Oil, Gas and Consumable Fuels
Company Overview of Rodeo Development Limited
Rodeo Development Limited engages in the development of oil and gas properties. The company has developed the Logbaba Natural Gas & Condensate block in Douala, Cameroon. The company is based in Cameroon. Rodeo Development Limited operates as a subsidiary of Victoria Oil & Gas plc.
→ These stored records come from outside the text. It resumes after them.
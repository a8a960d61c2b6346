//! Shared utilities for integration tests

#![allow(dead_code)]

/// Samples that exercise sorting and aggregation edge cases
pub fn edge_case_positions() -> Vec<Vec<f64>> {
    vec![
        vec![0.0],                            // Single point
        vec![1.0, 1.0, 1.0],                  // All duplicates
        vec![3.0, 2.0, 1.0],                  // Reverse order
        vec![-0.0, 0.0, 1.0],                 // Signed zeros
        vec![1e-300, 1e300, -1e300],          // Extreme magnitudes
        vec![0.1, 0.2, 0.30000000000000004],  // Near-equal values
    ]
}

/// Count how often `value` occurs in `data` (exact equality)
pub fn occurrences(data: &[f64], value: f64) -> usize {
    data.iter().filter(|&&x| x == value).count()
}
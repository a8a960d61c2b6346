//! Recover block boundaries from the `last` table

use blocks_core::{Error, Result};

/// Walk the `last` table backwards from the final cell.
///
/// Returns the cell indices at which blocks start, in increasing order,
/// followed by the total number of cells. The first element is always `0`.
pub fn block_starts(last: &[usize]) -> Result<Vec<usize>> {
    let mut starts = Vec::new();
    let mut i = last.len();
    while i != 0 {
        starts.push(i);
        let next = last[i - 1];
        if next >= i {
            return Err(Error::Invariant(format!(
                "block starting at cell {next} cannot end at cell {}",
                i - 1
            )));
        }
        i = next;
    }
    starts.push(0);
    starts.reverse();
    Ok(starts)
}

/// Sum of cell weights between consecutive block starts
pub fn block_weights(cumulative: &[f64], starts: &[usize]) -> Vec<f64> {
    starts
        .windows(2)
        .map(|w| cumulative[w[1]] - cumulative[w[0]])
        .collect()
}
Key Executives for Rodeo Development Limited
Compensation as of Fiscal Year 2016.
Rodeo Development Limited Key Developments
Gaz du Cameroun S.A Completes Pressure Testing Up to the Boundaries of the Bassa and Logbaba Power Stations
Feb 2 15
Gaz du Cameroun S.A. has successfully completed pipeline pressure testing up to the boundaries of the Bassa and Logbaba power stations located in the port-city of Douala, Cameroon. GDC will now commence installing pressure reduction and metering units at both stations. The next significant phase of the project involves the delivery and installation of gas fired power generation sets to the power stations. The Gensets are being shipped to Cameroon by Altaaqa Alternative Solutions Projects DWC-LLC. Upon arrival in Douala, ENEO Cameroon S.A., Cameroon's power utility company, will take responsibility for expediting the Gensets through the port to both power plants. Once the Gensets are on site, Altaaqa will install and commission the Gensets at Bassa and Logbaba. ENEO requires both power stations to be on line and delivering 50MW by the end of first quarter 2015, and GDC is on target to complete all of its deliverables before that deadline. Following commissioning of the Gensets, GDC's obligation will be to supply gas to the 20MW and 30MW power stations in Douala. All operations and maintenance responsibilities for the Gensets remain with Altaaqa and ENEO.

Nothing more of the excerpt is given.